Women were willing to go to jail to get you the right to vote. In 1872, Susan B. Anthony was arrested for attempting to vote for Ulysses S. Grant who was running for president. A movement, demanding women the right to vote, started in England and soon spread to the United States. At the time, there were laws that prevented women from getting an education, making career choices, obtaining a divorce from an abusive husband, winning custody of their children, learning about birth control and inheriting family property. Hardworking women had no legal claim to their money, which belonged to their fathers before marriage and their husbands after marriage. Women questioned the laws and customs that governed their lives. Men made the laws and only men had the power to change these laws. Women realized that in order to have some control over their own lives, they needed to have a voice and that meant having the right to vote.

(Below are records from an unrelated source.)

impl Swapchain {
    pub fn new(
        device: Device,
        surface: vk::SurfaceKHR,
        width: u32,
        height: u32,
        color_space: ColorSpace,
        textures: &mut Pool<Texture>,
    ) -> Result<Self> {
        let mut timeline_info =
            vk::SemaphoreTypeCreateInfo::default().semaphore_type(vk::SemaphoreType::TIMELINE);
        let timeline_create = vk::SemaphoreCreateInfo::default().push_next(&mut timeline_info);
        let timeline = unsafe { device.create_semaphore(&timeline_create, None)? };

        let mut swapchain = Self {
            device,
            surface,
            swapchain: vk::SwapchainKHR::null(),
            surface_format: vk::SurfaceFormatKHR::default(),
            extent: vk::Extent2D::default(),
            textures: SmallVec::new(),
            acquire_semaphores: SmallVec::new(),
            present_fences: SmallVec::new(),
            present_fence_submitted: SmallVec::new(),
            timeline,
            timeline_wait_values: SmallVec::new(),
            acquire_counter: 0,
            sync_slot: 0,
            current_image: 0,
            acquired: false,
            needs_rebuild: false,
        };
        swapchain.rebuild(width, height, color_space, textures)?;
        Ok(swapchain)
    }

    pub fn extent(&self) -> vk::Extent2D {
        self.extent
    }

    pub fn format(&self) -> Format {
        Format::from_vk(self.surface_format.format)
    }

    pub fn image_count(&self) -> usize {
        self.textures.len()
    }

    /// True after a suboptimal present; the owner should resize soon.
    pub fn needs_rebuild(&self) -> bool {
        self.needs_rebuild
    }

    /// Handle of the image acquired this frame, if any.
    pub fn current_texture(&self) -> Option<Handle<Texture>> {
        self.acquired
            .then(|| self.textures[self.current_image as usize])
    }

    /// Acquires the next image and wires its semaphore into the command ring
    /// so the first submit of the frame waits on it.
    pub fn acquire(&mut self, immediate: &mut ImmediateCommands) -> Result<Handle<Texture>> {
        if self.acquired {
            return Ok(self.textures[self.current_image as usize]);
        }
        let slot = next_sync_slot(self.acquire_counter, self.textures.len());

        // Reclaim the slot's present fence so the driver has released the
        // wait semaphore of the present that used it.
        if self.present_fence_submitted[slot] {
            let fence = [self.present_fences[slot]];
            unsafe {
                self.device.wait_for_fences(&fence, true, u64::MAX)?;
                self.device.reset_fences(&fence)?;
            }
            self.present_fence_submitted[slot] = false;
        }

        let (image_index, suboptimal) = unsafe {
            self.device
                .swapchain_loader()
                .acquire_next_image(
                    self.swapchain,
                    u64::MAX,
                    self.acquire_semaphores[slot],
                    vk::Fence::null(),
                )
                .map_err(|err| match err {
                    vk::Result::ERROR_OUT_OF_DATE_KHR => Error::SwapchainOutOfDate,
                    other => Error::from(other),
                })?
        };
        if suboptimal {
            self.needs_rebuild = true;
        }

        // The GPU may still be presenting from this image.
        let wait_value = self.timeline_wait_values[image_index as usize];
        if wait_value > 0 {
            let semaphores = [self.timeline];
            let values = [wait_value];
            let wait_info = vk::SemaphoreWaitInfo::default()
                .semaphores(&semaphores)
                .values(&values);
            unsafe { self.device.wait_semaphores(&wait_info, u64::MAX)? };
        }

        immediate.set_wait_semaphore(self.acquire_semaphores[slot]);
        self.current_image = image_index;
        self.sync_slot = slot;
        self.acquire_counter = self.acquire_counter.wrapping_add(1);
        self.acquired = true;
        Ok(self.textures[image_index as usize])
    }

    /// Arms the presenting submit: it will signal the timeline with the value
    /// the acquired image waits on next time around the ring.
    pub(crate) fn prepare_present(
        &mut self,
        immediate: &mut ImmediateCommands,
        frame_index: u64,
    ) {
        let signal_value = frame_index + self.textures.len() as u64;
        self.timeline_wait_values[self.current_image as usize] = signal_value;
        immediate.set_signal_semaphore(self.timeline, signal_value);
    }

    /// Presents the acquired image, waiting on `wait_semaphore` (the last
    /// submission's semaphore).
    pub(crate) fn present(&mut self, wait_semaphore: vk::Semaphore, queue: vk::Queue) -> Result<()> {
        let slot = self.sync_slot;
        let waits = [wait_semaphore];
        let swapchains = [self.swapchain];
        let image_indices = [self.current_image];
        let mut present_info = vk::PresentInfoKHR::default()
            .wait_semaphores(&waits)
            .swapchains(&swapchains)
            .image_indices(&image_indices);

        let fences = [self.present_fences[slot]];
        let mut fence_info = vk::SwapchainPresentFenceInfoEXT::default().fences(&fences);
        let use_fence = self.device.swapchain_maintenance_loader().is_some();
        if use_fence {
            present_info = present_info.push_next(&mut fence_info);
        }

        let result = unsafe {
            self.device
                .swapchain_loader()
                .queue_present(queue, &present_info)
        };
        self.acquired = false;
        match result {
            Ok(suboptimal) => {
                if use_fence {
                    self.present_fence_submitted[slot] = true;
                }
                if suboptimal {
                    self.needs_rebuild = true;
                }
                Ok(())
            }
            Err(vk::Result::ERROR_OUT_OF_DATE_KHR) => {
                self.needs_rebuild = true;
                Err(Error::SwapchainOutOfDate)
            }
            Err(err) => Err(err.into()),
        }
    }

    /// Recreates the swapchain for a new extent, reusing the requested colour
    /// space of the current surface format.
    pub fn resize(
        &mut self,
        width: u32,
        height: u32,
        textures: &mut Pool<Texture>,
    ) -> Result<()> {
        let color_space = match self.surface_format.color_space {
            vk::ColorSpaceKHR::EXTENDED_SRGB_LINEAR_EXT => ColorSpace::SrgbExtendedLinear,
            vk::ColorSpaceKHR::HDR10_ST2084_EXT => ColorSpace::Hdr10,
            vk::ColorSpaceKHR::BT709_LINEAR_EXT => ColorSpace::Bt709Linear,
            _ => ColorSpace::SrgbNonLinear,
        };
        self.rebuild(width, height, color_space, textures)
    }

    fn rebuild(
        &mut self,
        width: u32,
        height: u32,
        color_space: ColorSpace,
        textures: &mut Pool<Texture>,
    ) -> Result<()> {
        let old_swapchain = self.swapchain;
        self.destroy_images(textures)?;

        let physical_device = self.device.physical_device();
        let surface_loader = self.device.instance().surface_loader();
        let caps = unsafe {
            surface_loader
                .get_physical_device_surface_capabilities(physical_device, self.surface)?
        };
        let formats = unsafe {
            surface_loader.get_physical_device_surface_formats(physical_device, self.surface)?
        };
        let present_modes = unsafe {
            surface_loader
                .get_physical_device_surface_present_modes(physical_device, self.surface)?
        };

        let surface_format = choose_surface_format(&formats, color_space);
        let present_mode = pick_present_mode(
            &present_modes,
            cfg!(any(target_os = "linux", target_arch = "aarch64")),
        );

        let extent = vk::Extent2D {
            width: width.clamp(caps.min_image_extent.width, caps.max_image_extent.width),
            height: height.clamp(caps.min_image_extent.height, caps.max_image_extent.height),
        };
        if extent.width == 0 || extent.height == 0 {
            // Minimised windows report a zero extent; creation must wait.
            return Err(Error::SwapchainOutOfDate);
        }

        let mut image_count = caps.min_image_count + 1;
        if caps.max_image_count > 0 {
            image_count = image_count.min(caps.max_image_count);
        }
        image_count = image_count.min(MAX_SWAPCHAIN_IMAGES as u32);

        let mut usage = vk::ImageUsageFlags::COLOR_ATTACHMENT
            | vk::ImageUsageFlags::TRANSFER_SRC
            | vk::ImageUsageFlags::TRANSFER_DST;
        let storage = caps
            .supported_usage_flags
            .contains(vk::ImageUsageFlags::STORAGE)
            && self.device.supports_storage(surface_format.format);
        if storage {
            usage |= vk::ImageUsageFlags::STORAGE;
        }

        let create_info = vk::SwapchainCreateInfoKHR::default()
            .surface(self.surface)
            .min_image_count(image_count)
            .image_format(surface_format.format)
            .image_color_space(surface_format.color_space)
            .image_extent(extent)
            .image_array_layers(1)
            .image_usage(usage)
            .image_sharing_mode(vk::SharingMode::EXCLUSIVE)
            .pre_transform(caps.current_transform)
            .composite_alpha(vk::CompositeAlphaFlagsKHR::OPAQUE)
            .present_mode(present_mode)
            .clipped(true)
            .old_swapchain(old_swapchain);
        let swapchain = unsafe {
            self.device
                .swapchain_loader()
                .create_swapchain(&create_info, None)?
        };
        if old_swapchain != vk::SwapchainKHR::null() {
            unsafe {
                self.device
                    .swapchain_loader()
                    .destroy_swapchain(old_swapchain, None)
            };
        }
        self.swapchain = swapchain;
        self.surface_format = surface_format;
        self.extent = extent;
        self.needs_rebuild = false;
        self.acquired = false;
        self.acquire_counter = 0;
        self.sync_slot = 0;

        let images = unsafe {
            self.device
                .swapchain_loader()
                .get_swapchain_images(swapchain)?
        };
        let format = Format::from_vk(surface_format.format);
        for (i, image) in images.iter().enumerate() {
            let view = texture::create_view(
                &self.device,
                *image,
                vk::ImageViewType::TYPE_2D,
                surface_format.format,
                vk::ImageAspectFlags::COLOR,
                0,
                1,
                0,
                1,
            )?;
            let mut texture_usage = TextureUsage::ATTACHMENT | TextureUsage::SAMPLED;
            if storage {
                texture_usage |= TextureUsage::STORAGE;
            }
            let handle = textures.create(Texture {
                image: *image,
                view,
                extent: vk::Extent3D {
                    width: extent.width,
                    height: extent.height,
                    depth: 1,
                },
                format,
                vk_format: surface_format.format,
                usage: texture_usage,
                is_swapchain: true,
                debug_name: format!("swapchain image {i}"),
                ..Default::default()
            });
            self.textures.push(handle);

            let semaphore = unsafe {
                self.device
                    .create_semaphore(&vk::SemaphoreCreateInfo::default(), None)?
            };
            self.acquire_semaphores.push(semaphore);
            let fence = unsafe {
                self.device
                    .create_fence(&vk::FenceCreateInfo::default(), None)?
            };
            self.present_fences.push(fence);
            self.present_fence_submitted.push(false);
            self.timeline_wait_values.push(0);
        }

        tracing::info!(
            width = extent.width,
            height = extent.height,
            images = images.len(),
            format = ?surface_format.format,
            color_space = ?surface_format.color_space,
            present_mode = ?present_mode,
            "created swapchain"
        );
        Ok(())
    }

    /// Tears down per-image objects, waiting out any presentation still using
    /// them.
    fn destroy_images(&mut self, textures: &mut Pool<Texture>) -> Result<()> {
        if self.textures.is_empty() {
            return Ok(());
        }
        // Wait the timeline up to the highest value any image is owed.
        let max_value = self.timeline_wait_values.iter().copied().max().unwrap_or(0);
        if max_value > 0 {
            let semaphores = [self.timeline];
            let values = [max_value];
            let wait_info = vk::SemaphoreWaitInfo::default()
                .semaphores(&semaphores)
                .values(&values);
            unsafe { self.device.wait_semaphores(&wait_info, u64::MAX)? };
        }
        let submitted: SmallVec<[vk::Fence; MAX_SWAPCHAIN_IMAGES]> = self
            .present_fences
            .iter()
            .zip(&self.present_fence_submitted)
            .filter(|(_, &submitted)| submitted)
            .map(|(&f, _)| f)
            .collect();
        if !submitted.is_empty() {
            unsafe { self.device.wait_for_fences(&submitted, true, u64::MAX)? };
        }

        for handle in self.textures.drain(..) {
            if let Ok(mut record) = textures.destroy(handle) {
                record.destroy_views(&self.device);
            }
        }
        unsafe {
            for semaphore in self.acquire_semaphores.drain(..) {
                self.device.destroy_semaphore(semaphore, None);
            }
            for fence in self.present_fences.drain(..) {
                self.device.destroy_fence(fence, None);
            }
        }
        self.present_fence_submitted.clear();
        self.timeline_wait_values.clear();
        Ok(())
    }

    /// Final teardown. The context calls this after the device went idle and
    /// before the texture pool is dropped.
    pub(crate) fn destroy(&mut self, textures: &mut Pool<Texture>) {
        let _ = self.destroy_images(textures);
        unsafe {
            if self.swapchain != vk::SwapchainKHR::null() {
                self.device
                    .swapchain_loader()
                    .destroy_swapchain(self.swapchain, None);
                self.swapchain = vk::SwapchainKHR::null();
            }
            if self.timeline != vk::Semaphore::null() {
                self.device.destroy_semaphore(self.timeline, None);
                self.timeline = vk::Semaphore::null();
            }
        }
    }
}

Alice Paul is shown here, toasting the flag with the passage of the 19th Amendment, granting women the right to vote. Alice Paul, Susan B. Anthony, Elizabeth Cady Stanton, Lucy Stone, Julia Ward, Josephine Ruffin, Carrie Chapman Catt, Frances Willard, Mary Church Terrell, Matilda Joslyn Gage, Anna Howard Shaw, are just a few of the many, many women who marched, picketed, went on hunger strikes and were even willing to spend time in jail to earn the right to vote.

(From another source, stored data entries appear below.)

//! Graphics and compute pipeline creation.
//!
//! Pipelines are built over dynamic rendering: attachment formats are baked
//! into the pipeline through `PipelineRenderingCreateInfo` instead of a
//! renderpass object. Every pipeline layout references the one bindless
//! descriptor set layout plus the shader module's reflected push-constant
//! range.
//!
//! # Specialization Constants
//!
//! Use [`SpecializationConstants`] to provide compile-time constants:
//!
//! ```
//! # use scoria::pipeline::SpecializationConstants;
//! let mut spec = SpecializationConstants::new();
//! spec.push(0, 16u32);      // constant_id 0 = 16
//! spec.push(1, true);       // constant_id 1 = true (converted to VkBool32)
//! ```
//!
//! The pipeline keeps the constant bytes it was created with, so the span
//! handed to Vulkan stays valid for the pipeline's whole lifetime.

use ash::vk;

use crate::{
    device::Device,
    error::{Error, Result},
    pool::Handle,
    shader::{ShaderModule, ShaderStage},
    types::{
        ColorAttachmentState, CullMode, Format, PolygonMode, StencilState, Topology, VertexInput,
        WindingMode, MAX_COLOR_ATTACHMENTS, MAX_VERTEX_ATTRIBUTES, MAX_VERTEX_BINDINGS,
    },
};

/// Owned specialization-constant storage.
///
/// Values are appended tightly packed; `bool` is widened to `VkBool32`.
#[derive(Debug, Default, Clone)]
pub struct SpecializationConstants {
    entries: Vec<vk::SpecializationMapEntry>,
    data: Vec<u8>,
}

impl SpecializationConstants {
    pub fn new() -> Self {
        Self::default()
    }

    pub fn push<T: Copy + 'static>(&mut self, constant_id: u32, value: T) {
        if std::any::TypeId::of::<T>() == std::any::TypeId::of::<bool>() {
            // Shader-side bools are 32 bits wide.
            let value: vk::Bool32 = unsafe { *(&value as *const T as *const bool) } as vk::Bool32;
            self.push(constant_id, value);
            return;
        }
        let offset = self.data.len() as u32;
        let bytes = unsafe {
            std::slice::from_raw_parts(&value as *const T as *const u8, std::mem::size_of::<T>())
        };
        self.data.extend_from_slice(bytes);
        self.entries.push(vk::SpecializationMapEntry {
            constant_id,
            offset,
            size: std::mem::size_of::<T>(),
        });
    }

    pub fn is_empty(&self) -> bool {
        self.entries.is_empty()
    }

    pub(crate) fn raw_info(&self) -> vk::SpecializationInfo<'_> {
        vk::SpecializationInfo::default()
            .map_entries(&self.entries)
            .data(&self.data)
    }
}

/// State description for a graphics pipeline.
#[derive(Debug, Clone, Default)]
pub struct GraphicsPipelineDescription {
    pub topology: Topology,
    pub vertex_input: VertexInput,
    pub shader: Handle<ShaderModule>,
    pub specialization: SpecializationConstants,
    /// Up to 8 colour attachments, format + blend per slot.
    pub color_attachments: Vec<ColorAttachmentState>,
    pub depth_format: Format,
    pub stencil_format: Format,
    pub cull_mode: CullMode,
    pub winding: WindingMode,
    pub polygon_mode: PolygonMode,
    pub front_stencil: StencilState,
    pub back_stencil: StencilState,
    pub sample_count: u32,
    pub patch_control_points: u32,
    pub debug_name: String,
}

/// State description for a compute pipeline.
#[derive(Debug, Clone, Default)]
pub struct ComputePipelineDescription {
    pub shader: Handle<ShaderModule>,
    /// Kernel name for multi-kernel modules; empty selects the anonymous one.
    pub entry_name: String,
    pub specialization: SpecializationConstants,
    pub debug_name: String,
}

/// A pooled graphics pipeline.
#[derive(Debug, Default)]
pub struct GraphicsPipeline {
    pub(crate) pipeline: vk::Pipeline,
    pub(crate) layout: vk::PipelineLayout,
    pub(crate) stages: vk::ShaderStageFlags,
    /// The constant bytes the pipeline was specialised with, kept owned.
    pub(crate) specialization: SpecializationConstants,
    pub(crate) debug_name: String,
}

impl GraphicsPipeline {
    pub fn raw(&self) -> vk::Pipeline {
        self.pipeline
    }

    pub fn raw_layout(&self) -> vk::PipelineLayout {
        self.layout
    }

    pub fn stage_flags(&self) -> vk::ShaderStageFlags {
        self.stages
    }
}

/// A pooled compute pipeline.
#[derive(Debug, Default)]
pub struct ComputePipeline {
    pub(crate) pipeline: vk::Pipeline,
    pub(crate) layout: vk::PipelineLayout,
    pub(crate) specialization: SpecializationConstants,
    pub(crate) debug_name: String,
}

impl ComputePipeline {
    pub fn raw(&self) -> vk::Pipeline {
        self.pipeline
    }

    pub fn raw_layout(&self) -> vk::PipelineLayout {
        self.layout
    }
}

/// Builds the shared pipeline layout: the bindless set layout repeated four
/// times (keeps set indices 0..3 valid on runtimes that reject sparse set
/// usage) plus the module's push-constant range.
pub(crate) fn create_pipeline_layout(
    device: &Device,
    set_layout: vk::DescriptorSetLayout,
    push_constant_size: u32,
    push_constant_stages: vk::ShaderStageFlags,
) -> Result<vk::PipelineLayout> {
    let set_layouts = [set_layout; 4];
    let alignment = device.limits().min_uniform_buffer_offset_alignment.max(4) as u32;
    let size = push_constant_size.div_ceil(alignment) * alignment;
    let range = vk::PushConstantRange {
        stage_flags: push_constant_stages,
        offset: 0,
        size,
    };
    let ranges = [range];
    let mut info = vk::PipelineLayoutCreateInfo::default().set_layouts(&set_layouts);
    if push_constant_size > 0 {
        info = info.push_constant_ranges(&ranges);
    }
    Ok(unsafe { device.create_pipeline_layout(&info, None)? })
}

/// Builds a graphics pipeline with dynamic rendering and the crate's fixed
/// set of dynamic states.
pub(crate) fn build_graphics_pipeline(
    device: &Device,
    set_layout: vk::DescriptorSetLayout,
    module: &ShaderModule,
    description: &GraphicsPipelineDescription,
) -> Result<GraphicsPipeline> {
    if description.color_attachments.len() > MAX_COLOR_ATTACHMENTS {
        return Err(Error::Context(format!(
            "too many colour attachments: {}",
            description.color_attachments.len()
        )));
    }
    if description.vertex_input.attributes.len() > MAX_VERTEX_ATTRIBUTES
        || description.vertex_input.bindings.len() > MAX_VERTEX_BINDINGS
    {
        return Err(Error::Context("vertex input too large".to_owned()));
    }

    let push = module.push_constants();
    let layout = create_pipeline_layout(device, set_layout, push.size, push.stages)?;

    let spec_info = description.specialization.raw_info();
    let mut stages: Vec<vk::PipelineShaderStageCreateInfo> = Vec::new();
    for stage_module in &module.stages {
        if stage_module.stage == ShaderStage::Compute {
            continue;
        }
        let mut stage_info = vk::PipelineShaderStageCreateInfo::default()
            .stage(stage_module.stage.to_vk())
            .module(stage_module.module)
            .name(c"main");
        if !description.specialization.is_empty() {
            stage_info = stage_info.specialization_info(&spec_info);
        }
        stages.push(stage_info);
    }
    if stages.is_empty() {
        unsafe { device.destroy_pipeline_layout(layout, None) };
        return Err(Error::Context(
            "shader module has no graphics stages".to_owned(),
        ));
    }

    let attributes: Vec<vk::VertexInputAttributeDescription> = description
        .vertex_input
        .attributes
        .iter()
        .map(|a| vk::VertexInputAttributeDescription {
            location: a.location,
            binding: a.binding,
            format: a.format.to_vk(),
            offset: a.offset,
        })
        .collect();
    let bindings: Vec<vk::VertexInputBindingDescription> = description
        .vertex_input
        .bindings
        .iter()
        .map(|b| vk::VertexInputBindingDescription {
            binding: b.binding,
            stride: b.stride,
            input_rate: b.rate.to_vk(),
        })
        .collect();
    let vertex_input_state = vk::PipelineVertexInputStateCreateInfo::default()
        .vertex_attribute_descriptions(&attributes)
        .vertex_binding_descriptions(&bindings);

    let input_assembly = vk::PipelineInputAssemblyStateCreateInfo::default()
        .topology(description.topology.to_vk());
    let tessellation = vk::PipelineTessellationStateCreateInfo::default()
        .patch_control_points(description.patch_control_points);
    // Counts only; the rects themselves are dynamic.
    let viewport_state = vk::PipelineViewportStateCreateInfo::default()
        .viewport_count(1)
        .scissor_count(1);

    let rasterization = vk::PipelineRasterizationStateCreateInfo::default()
        .polygon_mode(description.polygon_mode.to_vk())
        .cull_mode(description.cull_mode.to_vk())
        .front_face(description.winding.to_vk())
        .line_width(1.0);
    let multisample = vk::PipelineMultisampleStateCreateInfo::default()
        .rasterization_samples(device.clamp_sample_count(description.sample_count.max(1)));

    let depth_stencil = vk::PipelineDepthStencilStateCreateInfo::default()
        .stencil_test_enable(
            description.front_stencil.enabled || description.back_stencil.enabled,
        )
        .front(description.front_stencil.to_vk())
        .back(description.back_stencil.to_vk());

    let blend_attachments: Vec<vk::PipelineColorBlendAttachmentState> = description
        .color_attachments
        .iter()
        .map(|a| vk::PipelineColorBlendAttachmentState {
            blend_enable: a.blend_enabled as vk::Bool32,
            src_color_blend_factor: a.src_color_blend_factor.to_vk(),
            dst_color_blend_factor: a.dst_color_blend_factor.to_vk(),
            color_blend_op: a.color_blend_op.to_vk(),
            src_alpha_blend_factor: a.src_alpha_blend_factor.to_vk(),
            dst_alpha_blend_factor: a.dst_alpha_blend_factor.to_vk(),
            alpha_blend_op: a.alpha_blend_op.to_vk(),
            color_write_mask: vk::ColorComponentFlags::RGBA,
        })
        .collect();
    let blend_state =
        vk::PipelineColorBlendStateCreateInfo::default().attachments(&blend_attachments);

    let dynamic_states = [
        vk::DynamicState::VIEWPORT,
        vk::DynamicState::SCISSOR,
        vk::DynamicState::DEPTH_BIAS,
        vk::DynamicState::DEPTH_BIAS_ENABLE,
        vk::DynamicState::BLEND_CONSTANTS,
        vk::DynamicState::DEPTH_TEST_ENABLE,
        vk::DynamicState::DEPTH_WRITE_ENABLE,
        vk::DynamicState::DEPTH_COMPARE_OP,
    ];
    let dynamic_state =
        vk::PipelineDynamicStateCreateInfo::default().dynamic_states(&dynamic_states);

    let color_formats: Vec<vk::Format> = description
        .color_attachments
        .iter()
        .map(|a| a.format.to_vk())
        .collect();
    let mut rendering_info = vk::PipelineRenderingCreateInfo::default()
        .color_attachment_formats(&color_formats)
        .depth_attachment_format(description.depth_format.to_vk())
        .stencil_attachment_format(description.stencil_format.to_vk());

    let create_info = vk::GraphicsPipelineCreateInfo::default()
        .stages(&stages)
        .vertex_input_state(&vertex_input_state)
        .input_assembly_state(&input_assembly)
        .tessellation_state(&tessellation)
        .viewport_state(&viewport_state)
        .rasterization_state(&rasterization)
        .multisample_state(&multisample)
        .depth_stencil_state(&depth_stencil)
        .color_blend_state(&blend_state)
        .dynamic_state(&dynamic_state)
        .layout(layout)
        .push_next(&mut rendering_info);

    let pipeline = unsafe {
        device.create_graphics_pipelines(vk::PipelineCache::null(), &[create_info], None)
    }
    .map_err(|(_, err)| {
        unsafe { device.destroy_pipeline_layout(layout, None) };
        Error::from(err)
    })?[0];

    tracing::debug!(name = %description.debug_name, "created graphics pipeline");
    Ok(GraphicsPipeline {
        pipeline,
        layout,
        stages: module.stage_flags(),
        specialization: description.specialization.clone(),
        debug_name: description.debug_name.clone(),
    })
}

/// Builds a compute pipeline from one kernel of a shader module.
pub(crate) fn build_compute_pipeline(
    device: &Device,
    set_layout: vk::DescriptorSetLayout,
    module: &ShaderModule,
    description: &ComputePipelineDescription,
) -> Result<ComputePipeline> {
    let stage_module = module
        .stage(ShaderStage::Compute, &description.entry_name)
        .ok_or_else(|| {
            Error::Context(format!(
                "no compute kernel named {:?} in module",
                description.entry_name
            ))
        })?;

    let push = module.push_constants();
    let layout = create_pipeline_layout(device, set_layout, push.size, push.stages)?;

    let spec_info = description.specialization.raw_info();
    let mut stage = vk::PipelineShaderStageCreateInfo::default()
        .stage(vk::ShaderStageFlags::COMPUTE)
        .module(stage_module.module)
        .name(c"main");
    if !description.specialization.is_empty() {
        stage = stage.specialization_info(&spec_info);
    }

    let create_info = vk::ComputePipelineCreateInfo::default()
        .stage(stage)
        .layout(layout);
    let pipeline = unsafe {
        device.create_compute_pipelines(vk::PipelineCache::null(), &[create_info], None)
    }
    .map_err(|(_, err)| {
        unsafe { device.destroy_pipeline_layout(layout, None) };
        Error::from(err)
    })?[0];

    tracing::debug!(name = %description.debug_name, "created compute pipeline");
    Ok(ComputePipeline {
        pipeline,
        layout,
        specialization: description.specialization.clone(),
        debug_name: description.debug_name.clone(),
    })
}

#[cfg(test)]
mod tests {
    use super::*;

    #[test]
    fn specialization_constants_pack_tightly() {
        let mut spec = SpecializationConstants::new();
        spec.push(0, 16u32);
        spec.push(1, 2.5f32);
        spec.push(7, true);

        let info = spec.raw_info();
        assert_eq!(info.map_entry_count, 3);
        assert_eq!(info.data_size, 12);
        assert_eq!(spec.entries[0].offset, 0);
        assert_eq!(spec.entries[1].offset, 4);
        assert_eq!(spec.entries[2].offset, 8);
        // bool widened to VkBool32
        assert_eq!(spec.entries[2].size, 4);
        assert_eq!(&spec.data[8..12], &1u32.to_ne_bytes());
    }

    #[test]
    fn empty_specialization_reports_empty() {
        assert!(SpecializationConstants::new().is_empty());
    }
}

All kinds of arguments were made against women having the vote, including women were too irrational and too emotional to make sound political decisions; women are inferior creatures and therefore can not think out matters coolly and calmly; if women became involved in politics, they would stop marrying, and having children and the human race would die out. Blah, blah, blah, blah, blah. August 26, 1920, the 19th Amendment, finally, became law. Well guess what, it is now more than 88 years later and women are still having babies and the family still is going strong. Every time, women or any minority group strives to achieve any measure of equality, the powers that be throw out all these arguments of how much destruction that measure of equality will cause. Again, blah, blah, blah, blah, blah!!!.

The Equal Rights Amendment was originally proposed in Congress in 1923. It did not pass. Since then women have achieved many of the goals the suffragettes had set. Except, we are still being sexually abused, raped, sold as sex slaves. Women are still earning less than men while doing the same job. Men still get away with not paying child support for their children. Women in rural areas are still being denied access to emergency contraceptives. Teens and pre-teens, going through puberty, are still being denied adequate information about sex and what is happening to their bodies to make intelligent decisions and healthy choices.

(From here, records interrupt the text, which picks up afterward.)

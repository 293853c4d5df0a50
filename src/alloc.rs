//! GPU memory allocation.
//!
//! [`Allocator`] wraps the Vulkan Memory Allocator (VMA) library. It is the
//! external collaborator every buffer and image allocation goes through; the
//! crate never calls `vkAllocateMemory` itself.
//!
//! # Overview
//!
//! VMA sub-allocates resources out of large device-memory blocks and picks a
//! memory type matching each request, so the crate stays well under the
//! driver's allocation-count limit without tracking heaps itself.
//!
//! The allocator is created once per context with buffer-device-address
//! support enabled (the device feature is mandatory here).

use std::{ops::Deref, sync::Arc};

use ash::vk;

use crate::{
    device::{Device, HasDevice},
    error::{Error, Result},
};

/// A reference-counted VMA allocator. Derefs to [`vk_mem::Allocator`].
#[derive(Clone)]
pub struct Allocator(Arc<AllocatorInner>);

struct AllocatorInner {
    device: Device,
    inner: vk_mem::Allocator,
}

impl HasDevice for Allocator {
    fn device(&self) -> &Device {
        &self.0.device
    }
}

impl Allocator {
    pub fn new(device: Device) -> Result<Self> {
        let mut info = vk_mem::AllocatorCreateInfo::new(
            device.instance().raw(),
            device.raw(),
            device.physical_device(),
        );
        info.flags |= vk_mem::AllocatorCreateFlags::BUFFER_DEVICE_ADDRESS;
        let alloc = unsafe { vk_mem::Allocator::new(info) }
            .map_err(|err| Error::Allocation(format!("failed to create allocator: {err}")))?;
        Ok(Self(Arc::new(AllocatorInner {
            device,
            inner: alloc,
        })))
    }

    /// Memory-property flags of the type an allocation landed in.
    pub fn memory_properties_of(&self, allocation: &vk_mem::Allocation) -> vk::MemoryPropertyFlags {
        let info = self.0.inner.get_allocation_info(allocation);
        let props = unsafe {
            self.0
                .device
                .instance()
                .get_physical_device_memory_properties(self.0.device.physical_device())
        };
        props.memory_types[info.memory_type as usize].property_flags
    }
}

impl Deref for Allocator {
    type Target = vk_mem::Allocator;

    fn deref(&self) -> &Self::Target {
        &self.0.inner
    }
}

We are equal partners in this game of life. Without us, this life we all enjoy would not exist. We were not born to be sex slaves or door mats for men to walk all over us. Nor would we born to clean up after them. They are old enough to clean up after themselves. We were born to be their partners. And until they respect us and treat us as equal partners and give us the recognition we are entitled to by the mere fact that we exist, we must continue to fight for what rightfully belongs to us.